[[ Stored data open ]]

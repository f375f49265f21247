// src/renderer/wgpu_backend/pipeline.rs

use std::fmt::Write;

use crate::renderer::material::{ChannelFormat, InstanceLayout};
use crate::renderer::vertex::Vertex;

/// Everything [`WgpuBackend::create_program`](super::WgpuBackend::create_program)
/// needs to build a render pipeline for one vertex archetype.
#[derive(Debug, Clone)]
pub struct ProgramDescriptor {
    pub label: String,
    /// WGSL with `vs_main` and `fs_main` entry points.
    pub source: String,
    pub layout: InstanceLayout,
    /// Uniform blocks in group 0, one binding each in this order.
    pub uniform_blocks: Vec<String>,
    /// Name under which the texture-unit table is uploaded.
    pub unit_table_uniform: String,
    pub depth_write: bool,
    pub cull_back_faces: bool,
}

impl ProgramDescriptor {
    pub fn new(label: impl Into<String>, source: impl Into<String>, layout: InstanceLayout) -> Self {
        Self {
            label: label.into(),
            source: source.into(),
            layout,
            uniform_blocks: Vec::new(),
            unit_table_uniform: "u_textures".to_string(),
            depth_write: !layout.is_2d(),
            cull_back_faces: !layout.is_2d(),
        }
    }

    pub fn with_uniform_block(mut self, block: impl Into<String>) -> Self {
        self.uniform_blocks.push(block.into());
        self
    }

    pub fn with_unit_table_uniform(mut self, name: impl Into<String>) -> Self {
        self.unit_table_uniform = name.into();
        self
    }
}

fn vertex_format(format: ChannelFormat) -> wgpu::VertexFormat {
    match format {
        ChannelFormat::Float32 => wgpu::VertexFormat::Float32,
        ChannelFormat::Float32x2 => wgpu::VertexFormat::Float32x2,
        ChannelFormat::Float32x3 => wgpu::VertexFormat::Float32x3,
        ChannelFormat::Float32x4 | ChannelFormat::Mat4 => wgpu::VertexFormat::Float32x4,
        ChannelFormat::Uint32 => wgpu::VertexFormat::Uint32,
        ChannelFormat::Uint32x2 => wgpu::VertexFormat::Uint32x2,
        ChannelFormat::Unorm8x4 => wgpu::VertexFormat::Unorm8x4,
    }
}

/// Vertex buffer layouts of an [`InstanceLayout`], in the order the vertex
/// array binds its buffers: the static [`Vertex`] buffer first for 3D
/// layouts, then one buffer per channel slot. Shader locations are assigned
/// sequentially; a `Mat4` channel takes four.
pub(crate) struct StreamLayouts {
    layout: InstanceLayout,
    attributes: Vec<Vec<wgpu::VertexAttribute>>,
    strides: Vec<u64>,
}

impl StreamLayouts {
    pub(crate) fn new(layout: InstanceLayout) -> Self {
        let mut attributes = Vec::new();
        let mut strides = Vec::new();
        let mut location = 0;

        if !layout.is_2d() {
            attributes.push(Vertex::ATTRS.to_vec());
            strides.push(Vertex::STRIDE);
            location = Vertex::ATTRS.len() as u32;
        }

        for channel in layout.channels() {
            let columns = if channel.format == ChannelFormat::Mat4 { 4 } else { 1 };
            let format = vertex_format(channel.format);
            let attrs = (0..columns)
                .map(|column| wgpu::VertexAttribute {
                    format,
                    offset: column as u64 * format.size(),
                    shader_location: location + column,
                })
                .collect();
            location += columns;
            attributes.push(attrs);
            strides.push(channel.stride as u64);
        }

        Self {
            layout,
            attributes,
            strides,
        }
    }

    pub(crate) fn buffers(&self) -> Vec<wgpu::VertexBufferLayout<'_>> {
        let channel_step = if self.layout.is_2d() {
            wgpu::VertexStepMode::Vertex
        } else {
            wgpu::VertexStepMode::Instance
        };
        let has_static = !self.layout.is_2d();

        self.attributes
            .iter()
            .zip(&self.strides)
            .enumerate()
            .map(|(i, (attributes, &array_stride))| wgpu::VertexBufferLayout {
                array_stride,
                step_mode: if has_static && i == 0 {
                    wgpu::VertexStepMode::Vertex
                } else {
                    channel_step
                },
                attributes,
            })
            .collect()
    }
}

/// Group 0: one uniform buffer per attached block.
pub(crate) fn uniform_block_layout(device: &wgpu::Device, label: &str, blocks: usize) -> wgpu::BindGroupLayout {
    let entries: Vec<_> = (0..blocks as u32)
        .map(|binding| wgpu::BindGroupLayoutEntry {
            binding,
            visibility: wgpu::ShaderStages::VERTEX_FRAGMENT,
            ty: wgpu::BindingType::Buffer {
                ty: wgpu::BufferBindingType::Uniform,
                has_dynamic_offset: false,
                min_binding_size: None,
            },
            count: None,
        })
        .collect();
    device.create_bind_group_layout(&wgpu::BindGroupLayoutDescriptor {
        label: Some(label),
        entries: &entries,
    })
}

/// Group 1: `units` 2D textures, one cube texture, the sampler and the
/// texture-unit table, at bindings `0..units`, `units`, `units + 1` and
/// `units + 2`.
pub(crate) fn texture_unit_layout(device: &wgpu::Device, units: u32) -> wgpu::BindGroupLayout {
    let texture = |binding, view_dimension| wgpu::BindGroupLayoutEntry {
        binding,
        visibility: wgpu::ShaderStages::FRAGMENT,
        ty: wgpu::BindingType::Texture {
            sample_type: wgpu::TextureSampleType::Float { filterable: true },
            view_dimension,
            multisampled: false,
        },
        count: None,
    };

    let mut entries: Vec<_> = (0..units)
        .map(|unit| texture(unit, wgpu::TextureViewDimension::D2))
        .collect();
    entries.push(texture(units, wgpu::TextureViewDimension::Cube));
    entries.push(wgpu::BindGroupLayoutEntry {
        binding: units + 1,
        visibility: wgpu::ShaderStages::FRAGMENT,
        ty: wgpu::BindingType::Sampler(wgpu::SamplerBindingType::Filtering),
        count: None,
    });
    entries.push(wgpu::BindGroupLayoutEntry {
        binding: units + 2,
        visibility: wgpu::ShaderStages::VERTEX_FRAGMENT,
        ty: wgpu::BindingType::Buffer {
            ty: wgpu::BufferBindingType::Uniform,
            has_dynamic_offset: false,
            min_binding_size: None,
        },
        count: None,
    });

    device.create_bind_group_layout(&wgpu::BindGroupLayoutDescriptor {
        label: Some("Texture Unit Layout"),
        entries: &entries,
    })
}

/// Bytes of the unit-table uniform: `array<vec4<i32>, ceil(units / 4)>`.
pub(crate) fn unit_table_size(units: u32) -> u64 {
    units.div_ceil(4).max(1) as u64 * 16
}

/// Builder for batch pipelines with sensible defaults
pub(crate) struct PipelineBuilder<'a> {
    device: &'a wgpu::Device,
    label: Option<&'a str>,
    layout: &'a wgpu::PipelineLayout,
    shader: &'a wgpu::ShaderModule,
    vertex_buffers: Vec<wgpu::VertexBufferLayout<'a>>,
    color_targets: Vec<Option<wgpu::ColorTargetState>>,
    depth_stencil: Option<wgpu::DepthStencilState>,
    primitive: wgpu::PrimitiveState,
}

impl<'a> PipelineBuilder<'a> {
    pub(crate) fn new(
        device: &'a wgpu::Device,
        layout: &'a wgpu::PipelineLayout,
        shader: &'a wgpu::ShaderModule,
    ) -> Self {
        Self {
            device,
            label: None,
            layout,
            shader,
            vertex_buffers: Vec::new(),
            color_targets: Vec::new(),
            depth_stencil: None,
            primitive: wgpu::PrimitiveState {
                topology: wgpu::PrimitiveTopology::TriangleList,
                cull_mode: Some(wgpu::Face::Back),
                front_face: wgpu::FrontFace::Ccw,
                polygon_mode: wgpu::PolygonMode::Fill,
                ..Default::default()
            },
        }
    }

    pub(crate) fn with_label(mut self, label: &'a str) -> Self {
        self.label = Some(label);
        self
    }

    pub(crate) fn with_vertex_buffers(mut self, layouts: Vec<wgpu::VertexBufferLayout<'a>>) -> Self {
        self.vertex_buffers = layouts;
        self
    }

    pub(crate) fn with_color_target(mut self, format: wgpu::TextureFormat, blend: Option<wgpu::BlendState>) -> Self {
        self.color_targets.push(Some(wgpu::ColorTargetState {
            format,
            blend,
            write_mask: wgpu::ColorWrites::ALL,
        }));
        self
    }

    pub(crate) fn with_depth_stencil(
        mut self,
        format: wgpu::TextureFormat,
        depth_write: bool,
        depth_compare: wgpu::CompareFunction,
    ) -> Self {
        self.depth_stencil = Some(wgpu::DepthStencilState {
            format,
            depth_write_enabled: depth_write,
            depth_compare,
            stencil: wgpu::StencilState::default(),
            bias: wgpu::DepthBiasState::default(),
        });
        self
    }

    pub(crate) fn with_no_culling(mut self) -> Self {
        self.primitive.cull_mode = None;
        self
    }

    pub(crate) fn build(self) -> wgpu::RenderPipeline {
        self.device.create_render_pipeline(&wgpu::RenderPipelineDescriptor {
            label: self.label,
            layout: Some(self.layout),
            vertex: wgpu::VertexState {
                module: self.shader,
                entry_point: Some("vs_main"),
                buffers: &self.vertex_buffers,
                compilation_options: Default::default(),
            },
            fragment: Some(wgpu::FragmentState {
                module: self.shader,
                entry_point: Some("fs_main"),
                targets: &self.color_targets,
                compilation_options: Default::default(),
            }),
            primitive: self.primitive,
            depth_stencil: self.depth_stencil,
            multisample: wgpu::MultisampleState::default(),
            multiview: None,
            cache: None,
        })
    }
}

/// WGSL for the [`InstanceLayout::Quad`] archetype with `units` texture
/// bindings. Expects a `camera` uniform block holding `view_proj`.
///
/// The per-vertex unit is looked up through the unit table, then selects a
/// binding with a `switch`; sampling uses an explicit LOD because the branch
/// is not uniform.
pub fn quad_shader(units: u32) -> String {
    let units = units.max(1);
    let mut src = String::new();

    src.push_str(
        "struct Camera {\n    view_proj: mat4x4<f32>,\n}\n\
         @group(0) @binding(0) var<uniform> camera: Camera;\n\n",
    );
    for unit in 0..units {
        let _ = writeln!(src, "@group(1) @binding({unit}) var t{unit}: texture_2d<f32>;");
    }
    let _ = writeln!(src, "@group(1) @binding({}) var s: sampler;", units + 1);
    let _ = writeln!(
        src,
        "@group(1) @binding({}) var<uniform> unit_table: array<vec4<i32>, {}>;\n",
        units + 2,
        units.div_ceil(4)
    );

    src.push_str(
        "struct VsIn {\n\
         \x20   @location(0) position: vec3<f32>,\n\
         \x20   @location(1) uv: vec2<f32>,\n\
         \x20   @location(2) unit: u32,\n\
         \x20   @location(3) tint: vec4<f32>,\n\
         }\n\n\
         struct VsOut {\n\
         \x20   @builtin(position) clip: vec4<f32>,\n\
         \x20   @location(0) uv: vec2<f32>,\n\
         \x20   @location(1) @interpolate(flat) unit: u32,\n\
         \x20   @location(2) tint: vec4<f32>,\n\
         }\n\n\
         @vertex\n\
         fn vs_main(in: VsIn) -> VsOut {\n\
         \x20   var out: VsOut;\n\
         \x20   out.clip = camera.view_proj * vec4<f32>(in.position, 1.0);\n\
         \x20   out.uv = in.uv;\n\
         \x20   out.unit = u32(unit_table[in.unit / 4u][in.unit % 4u]);\n\
         \x20   out.tint = in.tint;\n\
         \x20   return out;\n\
         }\n\n\
         fn sample_unit(unit: u32, uv: vec2<f32>) -> vec4<f32> {\n\
         \x20   switch unit {\n",
    );
    for unit in 0..units {
        let _ = writeln!(
            src,
            "        case {unit}u: {{ return textureSampleLevel(t{unit}, s, uv, 0.0); }}"
        );
    }
    src.push_str(
        "        default: { return vec4<f32>(1.0, 0.0, 1.0, 1.0); }\n\
         \x20   }\n\
         }\n\n\
         @fragment\n\
         fn fs_main(in: VsOut) -> @location(0) vec4<f32> {\n\
         \x20   return sample_unit(in.unit, in.uv) * in.tint;\n\
         }\n",
    );
    src
}
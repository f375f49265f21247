//! Static mesh vertex shared by every 3D vertex buffer.
//!
//! Geometry residency counts in vertices; these helpers turn those counts
//! into the byte sizes and offsets the backend works in.

use bytemuck::{Pod, Zeroable};

#[repr(C)]
#[derive(Clone, Copy, Pod, Zeroable, Debug, Default, PartialEq)]
pub struct Vertex {
    pub pos: [f32; 3],
    pub normal: [f32; 3],
    pub uv: [f32; 2],
}

impl Vertex {
    /// Bytes per vertex in a shared vertex buffer.
    pub const STRIDE: u64 = std::mem::size_of::<Vertex>() as u64;

    /// Per-vertex attributes at shader locations 0..3. Instance channels
    /// continue after them.
    pub const ATTRS: [wgpu::VertexAttribute; 3] = wgpu::vertex_attr_array![
        0 => Float32x3,
        1 => Float32x3,
        2 => Float32x2
    ];

    pub const fn new(pos: [f32; 3], normal: [f32; 3], uv: [f32; 2]) -> Self {
        Self { pos, normal, uv }
    }

    /// Size of a vertex buffer holding `vertex_capacity` vertices.
    pub const fn buffer_size(vertex_capacity: u32) -> u64 {
        vertex_capacity as u64 * Self::STRIDE
    }

    /// Byte offset of vertex `first_vertex`, as placed by
    /// [`GeometryResidency`](super::GeometryResidency).
    pub const fn byte_offset(first_vertex: u32) -> u64 {
        first_vertex as u64 * Self::STRIDE
    }
}
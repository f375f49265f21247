// renderer/renderer.rs
use bytemuck::Pod;
use glam::{Mat4, Vec3, Vec4};

use super::backend::RenderCtx;
use super::batch::SubmitError;
use super::geometry::{Geometry, GeometryError};
use super::material::{Material, VertexArray};
use super::renderer_2d::Renderer2D;
use super::renderer_3d::Renderer3D;
use super::text::Font;
use super::texture_units::TextureUnitAllocator;
use crate::asset::Handle;
use crate::settings::RendererSettings;

#[derive(Clone, Copy, Debug, Default, PartialEq, Eq)]
pub struct RendererStats {
    pub submissions: u32,
    pub dropped: u32,
    pub flush_runs: u32,
    pub draw_calls: u32,
    pub multi_draw_calls: u32,
    pub instances: u32,
    pub texture_binds: u32,
}

impl RendererStats {
    pub fn merged(self, other: RendererStats) -> RendererStats {
        RendererStats {
            submissions: self.submissions + other.submissions,
            dropped: self.dropped + other.dropped,
            flush_runs: self.flush_runs + other.flush_runs,
            draw_calls: self.draw_calls + other.draw_calls,
            multi_draw_calls: self.multi_draw_calls + other.multi_draw_calls,
            instances: self.instances + other.instances,
            texture_binds: self.texture_binds + other.texture_binds,
        }
    }
}

/// Owns the 2D and 3D batch paths and their shared configuration.
///
/// Nothing is global: each renderer carries its own queues, texture-unit rings
/// and geometry residency, so several can coexist.
pub struct Renderer {
    settings: RendererSettings,
    state: Option<Paths>,
    stats: RendererStats,
}

struct Paths {
    two_d: Renderer2D,
    three_d: Renderer3D,
}

impl Renderer {
    /// Creates an initialised renderer.
    pub fn new(settings: RendererSettings) -> Self {
        let mut renderer = Self {
            settings: RendererSettings::default(),
            state: None,
            stats: RendererStats::default(),
        };
        renderer.initialise(settings);
        renderer
    }

    /// (Re)creates both batch paths with `settings`. Any previous queues and
    /// geometry placements are discarded.
    pub fn initialise(&mut self, settings: RendererSettings) {
        let settings = settings.validate();
        log::info!(
            "Renderer initialised: {} quads / {} instances per batch, {} texture units ({} reserved)",
            settings.batch_capacity_2d,
            settings.batch_capacity_3d,
            settings.texture_units,
            settings.reserved_texture_units
        );
        self.state = Some(Paths {
            two_d: Renderer2D::new(&settings),
            three_d: Renderer3D::new(&settings),
        });
        self.settings = settings;
        self.stats = RendererStats::default();
    }

    /// Releases all batching state. Submissions fail until the next
    /// [`initialise`](Self::initialise).
    pub fn destroy(&mut self) {
        if let Some(mut paths) = self.state.take() {
            paths.two_d.reset();
            paths.three_d.reset();
            log::info!("Renderer destroyed");
        }
    }

    pub fn is_initialised(&self) -> bool {
        self.state.is_some()
    }

    pub fn settings(&self) -> &RendererSettings {
        &self.settings
    }

    pub fn begin(&mut self) {
        if let Some(paths) = &mut self.state {
            paths.two_d.begin();
            paths.three_d.begin();
        }
    }

    /// Flushes whatever is still queued: 3D first, then 2D on top.
    pub fn end(&mut self, ctx: &mut RenderCtx<'_>) {
        let Some(paths) = &mut self.state else {
            return;
        };
        paths.three_d.end(ctx);
        paths.two_d.end(ctx);
        self.stats = paths.three_d.stats().merged(paths.two_d.stats());
        log::debug!("Frame stats: {:?}", self.stats);
    }

    pub fn submit_2d(
        &mut self,
        ctx: &mut RenderCtx<'_>,
        material: &Material,
        transform: Mat4,
        tint: Vec4,
    ) -> Result<(), SubmitError> {
        self.paths()?.two_d.submit(ctx, material, transform, tint)
    }

    pub fn submit_3d(
        &mut self,
        ctx: &mut RenderCtx<'_>,
        name: &str,
        geometry: Geometry,
        material: &Material,
        transform: Mat4,
        tint: Vec4,
    ) -> Result<(), SubmitError> {
        self.paths()?
            .three_d
            .submit(ctx, name, geometry, material, transform, tint)
    }

    #[allow(clippy::too_many_arguments)]
    pub fn submit_text(
        &mut self,
        ctx: &mut RenderCtx<'_>,
        text: &str,
        font: &Font,
        material: &Material,
        origin: Vec3,
        scale: f32,
        tint: Vec4,
    ) -> Result<usize, SubmitError> {
        self.paths()?
            .two_d
            .submit_text(ctx, text, font, material, origin, scale, tint)
    }

    pub fn add_geometry<V: Pod>(
        &mut self,
        ctx: &mut RenderCtx<'_>,
        vertex_array: Handle<VertexArray>,
        vertices: &[V],
        indices: &[u32],
    ) -> Result<Geometry, GeometryError> {
        match &mut self.state {
            Some(paths) => paths
                .three_d
                .add_geometry(ctx, vertex_array, vertices, indices),
            None => Err(GeometryError::NotInitialised),
        }
    }

    /// Installs `units` as the texture-unit ring of both paths.
    pub fn set_texture_units(&mut self, units: TextureUnitAllocator) -> Result<(), SubmitError> {
        let paths = self.paths()?;
        paths.three_d.set_texture_units(units.clone());
        paths.two_d.set_texture_units(units);
        Ok(())
    }

    pub fn renderer_2d(&self) -> Option<&Renderer2D> {
        self.state.as_ref().map(|p| &p.two_d)
    }

    pub fn renderer_2d_mut(&mut self) -> Option<&mut Renderer2D> {
        self.state.as_mut().map(|p| &mut p.two_d)
    }

    pub fn renderer_3d(&self) -> Option<&Renderer3D> {
        self.state.as_ref().map(|p| &p.three_d)
    }

    pub fn renderer_3d_mut(&mut self) -> Option<&mut Renderer3D> {
        self.state.as_mut().map(|p| &mut p.three_d)
    }

    /// Counters of the last completed frame (`begin()` .. `end()`).
    pub fn last_frame_stats(&self) -> RendererStats {
        self.stats
    }

    fn paths(&mut self) -> Result<&mut Paths, SubmitError> {
        self.state.as_mut().ok_or(SubmitError::NotInitialised)
    }
}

[[ Stored data closed ]]

*What this task involves*. When a line above contains the string "VsOut", copy that line.

*Solution to the problem*.
         struct VsOut {\n\
         fn vs_main(in: VsIn) -> VsOut {\n\
         \x20   var out: VsOut;\n\
         fn fs_main(in: VsOut) -> @location(0) vec4<f32> {\n\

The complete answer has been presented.